What you need to do:
Which of the lines in the data mention the string "FluidKind"? List them all.

Entries supplied:
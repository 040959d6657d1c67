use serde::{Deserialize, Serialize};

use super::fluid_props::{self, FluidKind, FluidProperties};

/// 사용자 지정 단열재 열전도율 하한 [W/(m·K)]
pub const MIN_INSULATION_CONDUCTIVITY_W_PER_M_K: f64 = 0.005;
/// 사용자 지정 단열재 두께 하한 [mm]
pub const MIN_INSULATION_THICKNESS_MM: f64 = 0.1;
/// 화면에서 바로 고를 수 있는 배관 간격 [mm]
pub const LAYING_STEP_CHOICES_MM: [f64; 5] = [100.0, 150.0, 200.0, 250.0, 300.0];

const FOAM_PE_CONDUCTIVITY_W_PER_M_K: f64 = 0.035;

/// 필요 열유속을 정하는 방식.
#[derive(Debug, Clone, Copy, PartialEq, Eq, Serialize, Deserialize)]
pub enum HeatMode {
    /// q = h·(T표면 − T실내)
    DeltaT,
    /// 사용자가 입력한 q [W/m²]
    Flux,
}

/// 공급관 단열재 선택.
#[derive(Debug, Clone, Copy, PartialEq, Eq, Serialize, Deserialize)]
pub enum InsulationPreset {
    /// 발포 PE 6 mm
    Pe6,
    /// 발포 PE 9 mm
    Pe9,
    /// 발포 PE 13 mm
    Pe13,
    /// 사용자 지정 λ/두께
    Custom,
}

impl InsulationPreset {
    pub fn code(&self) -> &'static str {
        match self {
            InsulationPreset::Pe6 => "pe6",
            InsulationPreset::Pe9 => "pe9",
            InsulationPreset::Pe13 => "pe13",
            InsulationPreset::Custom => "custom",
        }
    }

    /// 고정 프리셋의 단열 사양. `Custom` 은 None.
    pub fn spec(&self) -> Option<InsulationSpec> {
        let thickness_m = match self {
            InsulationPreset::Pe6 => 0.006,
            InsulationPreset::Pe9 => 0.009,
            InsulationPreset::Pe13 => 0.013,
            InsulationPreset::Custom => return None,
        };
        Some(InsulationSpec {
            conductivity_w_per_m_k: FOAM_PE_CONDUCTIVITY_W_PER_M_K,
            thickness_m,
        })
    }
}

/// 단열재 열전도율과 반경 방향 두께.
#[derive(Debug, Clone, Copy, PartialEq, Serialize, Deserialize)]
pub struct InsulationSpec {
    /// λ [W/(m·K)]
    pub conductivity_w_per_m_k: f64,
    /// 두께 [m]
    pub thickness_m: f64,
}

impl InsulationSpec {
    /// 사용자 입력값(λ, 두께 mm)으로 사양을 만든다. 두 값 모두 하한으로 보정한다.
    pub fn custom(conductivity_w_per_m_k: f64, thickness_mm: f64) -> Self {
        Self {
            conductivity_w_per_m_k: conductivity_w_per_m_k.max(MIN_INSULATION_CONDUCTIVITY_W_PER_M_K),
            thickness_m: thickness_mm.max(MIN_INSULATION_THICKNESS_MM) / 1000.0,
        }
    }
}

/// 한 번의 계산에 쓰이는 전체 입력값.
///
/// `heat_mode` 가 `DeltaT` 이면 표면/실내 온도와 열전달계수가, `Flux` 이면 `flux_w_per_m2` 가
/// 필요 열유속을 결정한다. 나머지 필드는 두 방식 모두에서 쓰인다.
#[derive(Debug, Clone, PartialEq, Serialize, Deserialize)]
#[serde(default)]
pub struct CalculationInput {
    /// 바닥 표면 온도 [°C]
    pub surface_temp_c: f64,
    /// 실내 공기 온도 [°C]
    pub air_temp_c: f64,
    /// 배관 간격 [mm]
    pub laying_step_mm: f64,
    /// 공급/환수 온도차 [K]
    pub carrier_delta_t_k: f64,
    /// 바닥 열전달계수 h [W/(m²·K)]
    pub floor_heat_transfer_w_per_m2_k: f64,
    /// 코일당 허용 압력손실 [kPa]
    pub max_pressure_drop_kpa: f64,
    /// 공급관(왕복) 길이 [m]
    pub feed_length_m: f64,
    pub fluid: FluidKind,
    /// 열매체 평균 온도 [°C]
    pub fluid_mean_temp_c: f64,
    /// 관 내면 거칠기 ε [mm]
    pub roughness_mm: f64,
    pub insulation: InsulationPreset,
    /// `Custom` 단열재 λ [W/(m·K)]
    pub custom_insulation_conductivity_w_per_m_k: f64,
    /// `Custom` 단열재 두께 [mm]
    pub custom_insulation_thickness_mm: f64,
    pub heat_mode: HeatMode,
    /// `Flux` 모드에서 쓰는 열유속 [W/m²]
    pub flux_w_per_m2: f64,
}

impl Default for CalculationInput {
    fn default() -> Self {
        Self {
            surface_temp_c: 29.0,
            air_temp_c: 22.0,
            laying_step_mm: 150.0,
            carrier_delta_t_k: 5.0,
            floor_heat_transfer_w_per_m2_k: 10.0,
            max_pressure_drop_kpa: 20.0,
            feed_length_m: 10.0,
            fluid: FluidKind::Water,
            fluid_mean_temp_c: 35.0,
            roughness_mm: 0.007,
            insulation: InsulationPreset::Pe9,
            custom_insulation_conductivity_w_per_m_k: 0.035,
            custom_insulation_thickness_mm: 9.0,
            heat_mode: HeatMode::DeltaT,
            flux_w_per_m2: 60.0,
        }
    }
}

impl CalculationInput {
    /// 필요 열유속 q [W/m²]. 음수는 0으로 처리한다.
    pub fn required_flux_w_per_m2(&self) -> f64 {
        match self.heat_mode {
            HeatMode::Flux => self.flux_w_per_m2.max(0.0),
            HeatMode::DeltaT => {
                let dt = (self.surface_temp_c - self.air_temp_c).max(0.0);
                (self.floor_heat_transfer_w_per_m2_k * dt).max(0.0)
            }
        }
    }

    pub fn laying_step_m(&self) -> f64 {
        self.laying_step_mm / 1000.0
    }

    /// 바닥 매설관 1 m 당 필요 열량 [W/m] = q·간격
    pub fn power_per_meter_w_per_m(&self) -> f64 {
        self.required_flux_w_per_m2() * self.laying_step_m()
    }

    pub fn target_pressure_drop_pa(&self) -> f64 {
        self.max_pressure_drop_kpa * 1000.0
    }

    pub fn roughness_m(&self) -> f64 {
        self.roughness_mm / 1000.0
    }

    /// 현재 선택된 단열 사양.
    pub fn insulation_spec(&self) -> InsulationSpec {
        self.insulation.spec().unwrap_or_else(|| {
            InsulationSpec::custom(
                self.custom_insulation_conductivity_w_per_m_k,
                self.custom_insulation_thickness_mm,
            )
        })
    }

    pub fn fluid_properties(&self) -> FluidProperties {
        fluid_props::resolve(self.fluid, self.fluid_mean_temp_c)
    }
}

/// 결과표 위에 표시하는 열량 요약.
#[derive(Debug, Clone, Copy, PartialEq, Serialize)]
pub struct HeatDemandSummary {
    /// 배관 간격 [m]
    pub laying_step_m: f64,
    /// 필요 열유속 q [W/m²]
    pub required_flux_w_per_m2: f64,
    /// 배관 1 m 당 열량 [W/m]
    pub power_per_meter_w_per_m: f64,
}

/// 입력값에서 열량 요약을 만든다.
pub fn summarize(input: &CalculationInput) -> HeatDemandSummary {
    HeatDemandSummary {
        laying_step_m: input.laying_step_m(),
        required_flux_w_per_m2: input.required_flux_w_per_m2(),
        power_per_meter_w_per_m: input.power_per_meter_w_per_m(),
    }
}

Answer area:
use super::fluid_props::{self, FluidKind, FluidProperties};
    pub fluid: FluidKind,
            fluid: FluidKind::Water,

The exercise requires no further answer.